Collected data entries
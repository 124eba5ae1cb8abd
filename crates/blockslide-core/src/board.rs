//! The board: parsed pieces plus the slide ranges derived from them.

use std::{
    fmt::{self, Display, Write as _},
    str::FromStr,
};

use crate::{
    cell::{CELL_COUNT, Cell, GRID_SIZE},
    cell_set::CellSet,
    label::Label,
    layout::{self, LayoutError, LayoutSymbols},
    piece::{Piece, Vehicle},
    range::{SlotRange, slide_range},
};

/// Errors reported when moving a vehicle on a [`Board`].
#[derive(Debug, Clone, PartialEq, Eq, derive_more::Display, derive_more::Error)]
pub enum MoveError {
    /// No vehicle carries the label.
    #[display("no vehicle labelled {label}")]
    UnknownVehicle {
        /// The requested label.
        label: Label,
    },
    /// The destination is not a placement the vehicle can take.
    #[display("destination of vehicle {label} does not match its length and line")]
    InvalidShape {
        /// The moved vehicle.
        label: Label,
    },
    /// The destination lies outside the vehicle's current range.
    #[display("vehicle {label} cannot reach slot {slot} (range {range})")]
    OutOfRange {
        /// The moved vehicle.
        label: Label,
        /// Requested lead slot.
        slot: u8,
        /// Range at the time of the request.
        range: SlotRange,
    },
}

/// A parsed level layout.
///
/// Holds every piece in the order it first appears in the layout string,
/// with up-to-date slide ranges for every vehicle.
///
/// # Examples
///
/// ```
/// use blockslide_core::{Board, Cell, Label};
///
/// let mut board: Board = "oooooo\
///                         oooooo\
///                         AAooBo\
///                         ooooBo\
///                         oooooo\
///                         oooooo"
///     .parse()
///     .unwrap();
///
/// let a = Label::new('A').unwrap();
/// assert_eq!(board.vehicle(a).unwrap().range().max(), 2);
///
/// board
///     .move_vehicle(a, &[Cell::new(14), Cell::new(15)])
///     .unwrap();
/// assert_eq!(
///     board.to_string(),
///     "ooooooooooooooAABoooooBooooooooooooo"
/// );
/// ```
#[derive(Debug, Clone, PartialEq, Eq)]
pub struct Board {
    pieces: Vec<Piece>,
    main: usize,
    symbols: LayoutSymbols,
}

impl Board {
    /// Parses a layout string.
    ///
    /// # Errors
    ///
    /// Returns a [`LayoutError`] if the layout does not have 36 symbols, holds a
    /// symbol that is neither reserved nor a label, describes a vehicle that is
    /// not a straight contiguous run of at least two cells, or lacks the main
    /// vehicle.
    pub fn parse(layout: &str, symbols: &LayoutSymbols) -> Result<Self, LayoutError> {
        layout::parse(layout, symbols)
    }

    pub(crate) fn from_parts(pieces: Vec<Piece>, main: usize, symbols: LayoutSymbols) -> Self {
        let mut board = Self {
            pieces,
            main,
            symbols,
        };
        board.recompute_ranges();
        board
    }

    /// Returns every piece, walls and free cells included.
    #[must_use]
    pub fn pieces(&self) -> &[Piece] {
        &self.pieces
    }

    /// Returns the vehicles in layout order.
    pub fn vehicles(&self) -> impl Iterator<Item = &Vehicle> {
        self.pieces.iter().filter_map(Piece::as_vehicle)
    }

    /// Returns the vehicle with the given label.
    #[must_use]
    pub fn vehicle(&self, label: Label) -> Option<&Vehicle> {
        self.vehicles().find(|v| v.label() == label)
    }

    /// Returns the main vehicle.
    #[must_use]
    pub fn main_vehicle(&self) -> &Vehicle {
        match &self.pieces[self.main] {
            Piece::Vehicle(vehicle) => vehicle,
            Piece::Wall { .. } | Piece::Empty { .. } => {
                unreachable!("main piece index always points at a vehicle")
            }
        }
    }

    /// Returns the symbols the board was parsed with.
    #[must_use]
    pub fn symbols(&self) -> &LayoutSymbols {
        &self.symbols
    }

    /// Returns the cells covered by walls and vehicles.
    #[must_use]
    pub fn occupied(&self) -> CellSet {
        self.pieces
            .iter()
            .filter(|p| p.is_occupant())
            .flat_map(Piece::cells)
            .copied()
            .collect()
    }

    /// Recomputes the range of every vehicle from the current occupancy.
    pub fn recompute_ranges(&mut self) {
        let occupied = self.occupied();
        for piece in &mut self.pieces {
            if let Some(vehicle) = piece.as_vehicle_mut() {
                let range = slide_range(vehicle, occupied);
                vehicle.set_range(range);
            }
        }
    }

    /// Moves a vehicle to `positions` and recomputes every range.
    ///
    /// Moving a vehicle onto its current cells is accepted and leaves the board
    /// unchanged.
    ///
    /// # Errors
    ///
    /// Returns [`MoveError::UnknownVehicle`] if no vehicle has `label`,
    /// [`MoveError::InvalidShape`] if `positions` is not a contiguous run of the
    /// vehicle's length on its line, and [`MoveError::OutOfRange`] if the run
    /// leaves the vehicle's current range.
    pub fn move_vehicle(&mut self, label: Label, positions: &[Cell]) -> Result<(), MoveError> {
        let vehicle = self
            .pieces
            .iter_mut()
            .filter_map(Piece::as_vehicle_mut)
            .find(|v| v.label() == label)
            .ok_or(MoveError::UnknownVehicle { label })?;

        if !vehicle.fits(positions) {
            return Err(MoveError::InvalidShape { label });
        }
        let slot = vehicle
            .line()
            .slot_of(positions[0])
            .ok_or(MoveError::InvalidShape { label })?;
        let range = vehicle.range();
        if !range.contains(slot) {
            return Err(MoveError::OutOfRange { label, slot, range });
        }

        vehicle.set_positions(positions);
        self.recompute_ranges();
        Ok(())
    }

    /// Returns the layout symbol of every cell.
    #[must_use]
    pub fn symbols_by_cell(&self) -> [char; CELL_COUNT] {
        let mut grid = [self.symbols.empty; CELL_COUNT];
        for piece in &self.pieces {
            let symbol = match piece {
                Piece::Wall { .. } => self.symbols.wall,
                Piece::Empty { .. } => self.symbols.empty,
                Piece::Vehicle(vehicle) => vehicle.label().as_char(),
            };
            for &cell in piece.cells() {
                grid[usize::from(cell)] = symbol;
            }
        }
        grid
    }

    /// Renders the board as six lines of six symbols.
    #[must_use]
    pub fn to_grid_string(&self) -> String {
        let mut out = String::with_capacity(CELL_COUNT + usize::from(GRID_SIZE));
        for row in self.symbols_by_cell().chunks(usize::from(GRID_SIZE)) {
            out.extend(row);
            out.push('\n');
        }
        out
    }
}

/// Writes the board back as a 36-character layout string.
impl Display for Board {
    fn fmt(&self, f: &mut fmt::Formatter<'_>) -> fmt::Result {
        for symbol in self.symbols_by_cell() {
            f.write_char(symbol)?;
        }
        Ok(())
    }
}

/// Parses a layout with the default [`LayoutSymbols`].
impl FromStr for Board {
    type Err = LayoutError;

    fn from_str(s: &str) -> Result<Self, Self::Err> {
        Self::parse(s, &LayoutSymbols::default())
    }
}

**PROBLEM STATEMENT**
Copy every line above in which the string "match" shows up.

**ANSWER TO THIS TASK**
    #[display("destination of vehicle {label} does not match its length and line")]
        match &self.pieces[self.main] {
            let symbol = match piece {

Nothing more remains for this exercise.